Task item -
What is needed here is an exact repetition of the records below, beginning at the line that has "if let Some(v) = self.sale_price" and stopping after the line that has "the inventory screen.".

Records shown -
[Start of section]

//! Catalog products and price rules.

use chrono::{DateTime, Utc};
use serde::{Deserialize, Deserializer, Serialize};

use crate::error::{DomainError, DomainResult, ErrorCode};
use crate::types::{CategoryId, Money, ProductId, ProductStatus};

/// Default unit label for new products.
pub const DEFAULT_UNIT_LABEL: &str = "ea";

/// Default per-order quantity cap for new products.
pub const DEFAULT_MAX_PER_ORDER: i32 = 10;

/// Allowed range for a product's per-order quantity cap.
pub const MAX_PER_ORDER_RANGE: core::ops::RangeInclusive<i32> = 1..=99;

/// A product category.
#[derive(Debug, Clone, PartialEq, Eq, Serialize, Deserialize)]
pub struct Category {
    pub id: CategoryId,
    pub name: String,
    pub display_order: i32,
    pub is_active: bool,
}

/// A catalog product.
#[derive(Debug, Clone, PartialEq, Eq, Serialize, Deserialize)]
pub struct Product {
    pub id: ProductId,
    pub category_id: Option<CategoryId>,
    pub name: String,
    pub sku: String,
    pub description: Option<String>,
    pub origin_country: Option<String>,
    pub storage_method: Option<String>,
    pub unit_label: String,
    pub is_weight_item: bool,
    pub base_price: Money,
    pub sale_price: Option<Money>,
    pub status: ProductStatus,
    pub is_visible: bool,
    pub pick_location: Option<String>,
    pub popularity: i32,
    pub stock_qty: i32,
    pub reserved_qty: i32,
    pub max_per_order: i32,
    pub created_at: DateTime<Utc>,
    pub updated_at: DateTime<Utc>,
}

impl Product {
    /// The price a customer pays right now.
    ///
    /// The sale price only applies while it is strictly below the base price.
    #[must_use]
    pub fn effective_price(&self) -> Money {
        effective_price(self.base_price, self.sale_price)
    }

    /// Units that can still be sold: stock minus reserved.
    #[must_use]
    pub const fn available(&self) -> i32 {
        self.stock_qty - self.reserved_qty
    }

    /// Returns `true` if customers may put this product in a cart.
    #[must_use]
    pub fn is_sellable(&self) -> bool {
        self.is_visible && self.status == ProductStatus::Active
    }

    /// Check that `qty` units can be sold in one order.
    ///
    /// # Errors
    ///
    /// Returns `OUT_OF_STOCK` if the product is hidden or not active,
    /// `MAX_QTY_EXCEEDED` above the per-order cap, and `INSUFFICIENT_STOCK`
    /// above the available quantity.
    pub fn check_purchasable(&self, qty: i32) -> DomainResult<()> {
        if !self.is_sellable() {
            return Err(DomainError::new(
                ErrorCode::OutOfStock,
                format!("{} is not available for sale", self.name),
            ));
        }
        if qty > self.max_per_order {
            return Err(DomainError::new(
                ErrorCode::MaxQtyExceeded,
                format!("at most {} of {} per order", self.max_per_order, self.name),
            ));
        }
        if qty > self.available() {
            return Err(DomainError::new(
                ErrorCode::InsufficientStock,
                format!("not enough stock for {}", self.name),
            ));
        }
        Ok(())
    }
}

/// Effective price for a base/sale pair.
#[must_use]
pub fn effective_price(base_price: Money, sale_price: Option<Money>) -> Money {
    match sale_price {
        Some(sale) if sale < base_price => sale,
        _ => base_price,
    }
}

/// Validate a base/sale price pair.
///
/// # Errors
///
/// Returns `INVALID_PRICE` if either price is negative or the sale price is
/// not strictly below the base price.
pub fn validate_prices(base_price: Money, sale_price: Option<Money>) -> DomainResult<()> {
    if base_price.is_negative() {
        return Err(DomainError::new(
            ErrorCode::InvalidPrice,
            "base_price must not be negative",
        ));
    }
    if let Some(sale) = sale_price {
        if sale.is_negative() {
            return Err(DomainError::new(
                ErrorCode::InvalidPrice,
                "sale_price must not be negative",
            ));
        }
        if sale >= base_price {
            return Err(DomainError::new(
                ErrorCode::InvalidPrice,
                "sale_price must be lower than base_price",
            ));
        }
    }
    Ok(())
}

fn validate_stock(stock_qty: i32, max_per_order: i32) -> DomainResult<()> {
    if stock_qty < 0 {
        return Err(DomainError::invalid_request("stock_qty must not be negative"));
    }
    if !MAX_PER_ORDER_RANGE.contains(&max_per_order) {
        return Err(DomainError::invalid_request(
            "max_per_order must be between 1 and 99",
        ));
    }
    Ok(())
}

/// Input for creating a product.
#[derive(Debug, Clone, PartialEq, Eq, Serialize, Deserialize)]
pub struct ProductDraft {
    #[serde(default)]
    pub category_id: Option<CategoryId>,
    pub name: String,
    pub sku: String,
    #[serde(default)]
    pub description: Option<String>,
    #[serde(default = "default_unit_label")]
    pub unit_label: String,
    #[serde(default)]
    pub origin_country: Option<String>,
    #[serde(default)]
    pub storage_method: Option<String>,
    #[serde(default)]
    pub is_weight_item: bool,
    pub base_price: Money,
    #[serde(default)]
    pub sale_price: Option<Money>,
    #[serde(default)]
    pub status: ProductStatus,
    #[serde(default = "default_true")]
    pub is_visible: bool,
    #[serde(default)]
    pub stock_qty: i32,
    #[serde(default = "default_max_per_order")]
    pub max_per_order: i32,
    #[serde(default)]
    pub pick_location: Option<String>,
}

fn default_unit_label() -> String {
    DEFAULT_UNIT_LABEL.to_owned()
}

const fn default_true() -> bool {
    true
}

const fn default_max_per_order() -> i32 {
    DEFAULT_MAX_PER_ORDER
}

impl ProductDraft {
    /// Check the draft before it is written.
    ///
    /// # Errors
    ///
    /// Returns `INVALID_REQUEST` for a blank name or SKU or out-of-range
    /// quantities, and `INVALID_PRICE` for a bad price pair.
    pub fn validate(&self) -> DomainResult<()> {
        if self.name.trim().is_empty() {
            return Err(DomainError::invalid_request("name is required"));
        }
        if self.sku.trim().is_empty() {
            return Err(DomainError::invalid_request("sku is required"));
        }
        validate_stock(self.stock_qty, self.max_per_order)?;
        validate_prices(self.base_price, self.sale_price)
    }
}

impl From<&Product> for ProductDraft {
    fn from(p: &Product) -> Self {
        Self {
            category_id: p.category_id,
            name: p.name.clone(),
            sku: p.sku.clone(),
            description: p.description.clone(),
            unit_label: p.unit_label.clone(),
            origin_country: p.origin_country.clone(),
            storage_method: p.storage_method.clone(),
            is_weight_item: p.is_weight_item,
            base_price: p.base_price,
            sale_price: p.sale_price,
            status: p.status,
            is_visible: p.is_visible,
            stock_qty: p.stock_qty,
            max_per_order: p.max_per_order,
            pick_location: p.pick_location.clone(),
        }
    }
}

/// Partial product update.
///
/// Nullable columns use `Option<Option<_>>`: an absent field leaves the value
/// alone, an explicit `null` clears it.
#[derive(Debug, Clone, Default, PartialEq, Eq, Deserialize)]
#[serde(default)]
pub struct ProductPatch {
    #[serde(deserialize_with = "present")]
    pub category_id: Option<Option<CategoryId>>,
    pub name: Option<String>,
    pub sku: Option<String>,
    #[serde(deserialize_with = "present")]
    pub description: Option<Option<String>>,
    pub unit_label: Option<String>,
    #[serde(deserialize_with = "present")]
    pub origin_country: Option<Option<String>>,
    #[serde(deserialize_with = "present")]
    pub storage_method: Option<Option<String>>,
    pub is_weight_item: Option<bool>,
    pub base_price: Option<Money>,
    #[serde(deserialize_with = "present")]
    pub sale_price: Option<Option<Money>>,
    pub status: Option<ProductStatus>,
    pub is_visible: Option<bool>,
    pub stock_qty: Option<i32>,
    pub max_per_order: Option<i32>,
    #[serde(deserialize_with = "present")]
    pub pick_location: Option<Option<String>>,
}

/// Marks a field as present, keeping an explicit `null` as `Some(None)`.
pub(crate) fn present<'de, D, T>(deserializer: D) -> Result<Option<Option<T>>, D::Error>
where
    D: Deserializer<'de>,
    T: Deserialize<'de>,
{
    Option::<T>::deserialize(deserializer).map(Some)
}

impl ProductPatch {
    /// Merge this patch over `current` and validate the result.
    ///
    /// # Errors
    ///
    /// Same as [`ProductDraft::validate`] on the merged product.
    pub fn merge(self, current: &Product) -> DomainResult<ProductDraft> {
        let mut draft = ProductDraft::from(current);
        if let Some(v) = self.category_id {
            draft.category_id = v;
        }
        if let Some(v) = self.name {
            draft.name = v;
        }
        if let Some(v) = self.sku {
            draft.sku = v;
        }
        if let Some(v) = self.description {
            draft.description = v;
        }
        if let Some(v) = self.unit_label {
            draft.unit_label = v;
        }
        if let Some(v) = self.origin_country {
            draft.origin_country = v;
        }
        if let Some(v) = self.storage_method {
            draft.storage_method = v;
        }
        if let Some(v) = self.is_weight_item {
            draft.is_weight_item = v;
        }
        if let Some(v) = self.base_price {
            draft.base_price = v;
        }
        if let Some(v) = self.sale_price {
            draft.sale_price = v;
        }
        if let Some(v) = self.status {
            draft.status = v;
        }
        if let Some(v) = self.is_visible {
            draft.is_visible = v;
        }
        if let Some(v) = self.stock_qty {
            draft.stock_qty = v;
        }
        if let Some(v) = self.max_per_order {
            draft.max_per_order = v;
        }
        if let Some(v) = self.pick_location {
            draft.pick_location = v;
        }
        draft.validate()?;
        Ok(draft)
    }
}

/// Stock and cap update from the inventory screen.
#[derive(Debug, Clone, Copy, PartialEq, Eq, Serialize, Deserialize)]
pub struct InventoryUpdate {
    pub stock_qty: i32,
    pub max_per_order: i32,
}

impl InventoryUpdate {
    /// # Errors
    ///
    /// Returns `INVALID_REQUEST` for negative stock or a cap outside `1..=99`.
    pub fn validate(&self) -> DomainResult<()> {
        validate_stock(self.stock_qty, self.max_per_order)
    }
}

[End of section]

Solution to the exercise -
        if let Some(v) = self.sale_price {
            draft.sale_price = v;
        }
        if let Some(v) = self.status {
            draft.status = v;
        }
        if let Some(v) = self.is_visible {
            draft.is_visible = v;
        }
        if let Some(v) = self.stock_qty {
            draft.stock_qty = v;
        }
        if let Some(v) = self.max_per_order {
            draft.max_per_order = v;
        }
        if let Some(v) = self.pick_location {
            draft.pick_location = v;
        }
        draft.validate()?;
        Ok(draft)
    }
}

/// Stock and cap update from the inventory screen.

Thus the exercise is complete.